PROBLEM: Gather the lines below that include the string "await", copying each in full.

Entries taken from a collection
● ● ●

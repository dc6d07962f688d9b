use std::sync::Arc;

use crate::backends::{BackendContext, BackendProvider};
use crate::models::{CoreError, CoreErrorKind, InstallOptions, ParallelCapability};
use crate::orchestration::{BatchOutcome, CancellationToken, ParallelExecutor, SequentialExecutor};
use crate::progress::{BarRenderer, ProgressReporter, ProgressSender};
use crate::registry::ProviderRegistry;

/// Entry point for callers: picks sequential or parallel execution and
/// drives a progress reporter around the batch.
#[derive(Clone, Debug)]
pub struct PackageInstaller {
    registry: Arc<ProviderRegistry>,
}

impl PackageInstaller {
    pub fn new(registry: ProviderRegistry) -> Self {
        Self {
            registry: Arc::new(registry),
        }
    }

    pub fn with_default_backends(context: BackendContext) -> Self {
        Self::new(ProviderRegistry::with_default_backends(context))
    }

    pub fn registry(&self) -> &ProviderRegistry {
        &self.registry
    }

    pub fn select_provider(&self) -> Option<Arc<dyn BackendProvider>> {
        self.registry.select_best()
    }

    pub fn check_parallel(&self, packages: &[String]) -> ParallelCapability {
        ParallelExecutor::new(self.registry.clone()).check_capability(packages)
    }

    /// Installs `packages`, rendering live progress unless quiet.
    pub async fn install(
        &self,
        packages: &[String],
        options: &InstallOptions,
        cancellation: &CancellationToken,
    ) -> BatchOutcome {
        if options.quiet {
            return self.run(packages, options, cancellation, None).await;
        }

        let renderer = BarRenderer::new(packages.len(), false).verbose(options.verbose);
        let mut reporter = ProgressReporter::new(renderer);
        self.install_with_reporter(packages, options, cancellation, &mut reporter)
            .await
    }

    pub async fn install_with_reporter(
        &self,
        packages: &[String],
        options: &InstallOptions,
        cancellation: &CancellationToken,
        reporter: &mut ProgressReporter,
    ) -> BatchOutcome {
        reporter.start();
        let outcome = self
            .run(packages, options, cancellation, Some(reporter.sender()))
            .await;
        reporter.close().await;
        outcome
    }

    /// Parallel install without fallback: fails with `InvalidInput` when the
    /// capability check does not pass.
    pub async fn install_parallel_checked(
        &self,
        packages: &[String],
        options: &InstallOptions,
        cancellation: &CancellationToken,
    ) -> Result<BatchOutcome, CoreError> {
        let executor = ParallelExecutor::new(self.registry.clone());
        let capability = executor.check_capability(packages);
        if !capability.supported {
            return Err(CoreError::new(CoreErrorKind::InvalidInput, capability.reason));
        }
        Ok(executor.install_many(packages, options, cancellation).await)
    }

    async fn run(
        &self,
        packages: &[String],
        options: &InstallOptions,
        cancellation: &CancellationToken,
        progress: Option<ProgressSender>,
    ) -> BatchOutcome {
        let mut sequential = SequentialExecutor::new(self.registry.clone());
        if let Some(progress) = progress {
            sequential = sequential.with_progress(progress);
        }

        if options.parallel {
            let parallel = ParallelExecutor::from_sequential(sequential.clone());
            let capability = parallel.check_capability(packages);
            if capability.supported {
                return parallel.install_many(packages, options, cancellation).await;
            }
            tracing::warn!(
                reason = %capability.reason,
                "parallel install unavailable, installing sequentially"
            );
        }

        sequential.install_many(packages, options, cancellation).await
    }
}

● ● ●

RESPONSE BELOW:
            return self.run(packages, options, cancellation, None).await;
            .await
            .await;
        reporter.close().await;
        Ok(executor.install_many(packages, options, cancellation).await)
                return parallel.install_many(packages, options, cancellation).await;
        sequential.install_many(packages, options, cancellation).await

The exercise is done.